§ **TASK BRIEF**:
Check every line below for the string "targets". Copy the ones that have it.

§ **MATERIAL PROVIDED**:
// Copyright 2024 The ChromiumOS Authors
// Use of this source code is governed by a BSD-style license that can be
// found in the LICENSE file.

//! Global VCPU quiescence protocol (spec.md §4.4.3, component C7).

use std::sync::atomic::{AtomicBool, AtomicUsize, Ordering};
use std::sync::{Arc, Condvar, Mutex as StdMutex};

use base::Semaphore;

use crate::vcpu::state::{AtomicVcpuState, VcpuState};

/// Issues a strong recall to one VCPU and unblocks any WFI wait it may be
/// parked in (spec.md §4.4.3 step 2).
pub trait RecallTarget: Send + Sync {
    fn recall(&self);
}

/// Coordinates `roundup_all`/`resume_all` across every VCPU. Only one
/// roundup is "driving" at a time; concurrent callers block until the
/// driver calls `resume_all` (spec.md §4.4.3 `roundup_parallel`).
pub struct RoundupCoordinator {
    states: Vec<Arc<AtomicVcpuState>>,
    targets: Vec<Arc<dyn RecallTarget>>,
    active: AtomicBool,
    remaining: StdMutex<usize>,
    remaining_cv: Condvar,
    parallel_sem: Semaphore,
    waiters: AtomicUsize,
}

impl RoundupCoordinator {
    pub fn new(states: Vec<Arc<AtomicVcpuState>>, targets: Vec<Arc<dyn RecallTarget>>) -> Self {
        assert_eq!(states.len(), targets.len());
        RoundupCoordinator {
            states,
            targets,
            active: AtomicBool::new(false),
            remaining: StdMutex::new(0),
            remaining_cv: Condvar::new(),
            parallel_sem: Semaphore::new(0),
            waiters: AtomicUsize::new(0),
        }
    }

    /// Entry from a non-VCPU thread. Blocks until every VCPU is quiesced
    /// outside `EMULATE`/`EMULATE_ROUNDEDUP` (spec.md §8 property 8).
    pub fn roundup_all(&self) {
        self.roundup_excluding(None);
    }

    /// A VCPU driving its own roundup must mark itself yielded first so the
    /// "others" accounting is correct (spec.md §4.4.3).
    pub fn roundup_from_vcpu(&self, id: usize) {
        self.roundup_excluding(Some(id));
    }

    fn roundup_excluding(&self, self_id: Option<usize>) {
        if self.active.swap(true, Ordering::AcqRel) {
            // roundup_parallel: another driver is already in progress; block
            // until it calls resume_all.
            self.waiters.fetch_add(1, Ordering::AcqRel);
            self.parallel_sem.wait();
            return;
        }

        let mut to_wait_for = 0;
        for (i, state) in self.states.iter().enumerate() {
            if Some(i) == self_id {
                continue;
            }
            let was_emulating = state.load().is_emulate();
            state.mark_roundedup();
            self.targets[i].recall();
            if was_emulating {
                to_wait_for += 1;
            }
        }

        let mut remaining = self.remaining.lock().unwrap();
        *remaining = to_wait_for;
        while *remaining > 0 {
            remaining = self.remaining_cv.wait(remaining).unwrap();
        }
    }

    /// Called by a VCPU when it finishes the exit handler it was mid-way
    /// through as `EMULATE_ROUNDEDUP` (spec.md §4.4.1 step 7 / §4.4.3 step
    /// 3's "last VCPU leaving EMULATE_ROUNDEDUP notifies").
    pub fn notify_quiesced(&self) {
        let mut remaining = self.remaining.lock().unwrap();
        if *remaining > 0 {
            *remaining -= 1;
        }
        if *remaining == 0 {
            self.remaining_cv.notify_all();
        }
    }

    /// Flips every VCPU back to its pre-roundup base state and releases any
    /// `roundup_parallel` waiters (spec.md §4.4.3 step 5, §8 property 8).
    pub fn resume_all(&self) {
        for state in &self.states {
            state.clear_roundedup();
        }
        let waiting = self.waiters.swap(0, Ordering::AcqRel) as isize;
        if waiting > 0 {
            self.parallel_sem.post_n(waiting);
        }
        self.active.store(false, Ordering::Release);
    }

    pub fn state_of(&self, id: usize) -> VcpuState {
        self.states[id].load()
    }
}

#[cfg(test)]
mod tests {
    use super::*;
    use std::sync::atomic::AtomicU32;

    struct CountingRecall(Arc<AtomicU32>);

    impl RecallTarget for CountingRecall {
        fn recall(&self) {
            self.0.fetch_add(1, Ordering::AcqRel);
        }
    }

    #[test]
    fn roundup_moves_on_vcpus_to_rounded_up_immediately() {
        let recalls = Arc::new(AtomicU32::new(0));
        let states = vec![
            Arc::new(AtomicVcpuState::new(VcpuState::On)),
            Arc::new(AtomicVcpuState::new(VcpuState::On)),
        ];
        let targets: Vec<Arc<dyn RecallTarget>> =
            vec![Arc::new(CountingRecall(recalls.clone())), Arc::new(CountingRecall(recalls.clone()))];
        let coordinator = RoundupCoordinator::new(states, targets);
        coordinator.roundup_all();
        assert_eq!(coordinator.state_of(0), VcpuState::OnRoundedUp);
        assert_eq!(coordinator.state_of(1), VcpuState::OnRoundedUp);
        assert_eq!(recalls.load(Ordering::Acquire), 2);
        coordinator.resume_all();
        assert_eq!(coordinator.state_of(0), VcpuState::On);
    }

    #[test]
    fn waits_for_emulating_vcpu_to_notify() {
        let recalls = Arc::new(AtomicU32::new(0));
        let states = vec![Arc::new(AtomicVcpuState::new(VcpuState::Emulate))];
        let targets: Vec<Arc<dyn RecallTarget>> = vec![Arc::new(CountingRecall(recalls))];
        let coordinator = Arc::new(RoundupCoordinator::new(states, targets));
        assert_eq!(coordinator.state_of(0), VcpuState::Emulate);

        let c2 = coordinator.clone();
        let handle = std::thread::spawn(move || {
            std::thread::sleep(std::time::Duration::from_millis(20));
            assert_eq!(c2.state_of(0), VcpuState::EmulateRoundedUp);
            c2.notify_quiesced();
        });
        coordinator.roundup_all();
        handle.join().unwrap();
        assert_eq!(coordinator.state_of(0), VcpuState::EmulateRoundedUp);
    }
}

§ **TASK RESPONSE**:
    targets: Vec<Arc<dyn RecallTarget>>,
    pub fn new(states: Vec<Arc<AtomicVcpuState>>, targets: Vec<Arc<dyn RecallTarget>>) -> Self {
        assert_eq!(states.len(), targets.len());
            targets,
            self.targets[i].recall();
        let targets: Vec<Arc<dyn RecallTarget>> =
        let coordinator = RoundupCoordinator::new(states, targets);
        let targets: Vec<Arc<dyn RecallTarget>> = vec![Arc::new(CountingRecall(recalls))];
        let coordinator = Arc::new(RoundupCoordinator::new(states, targets));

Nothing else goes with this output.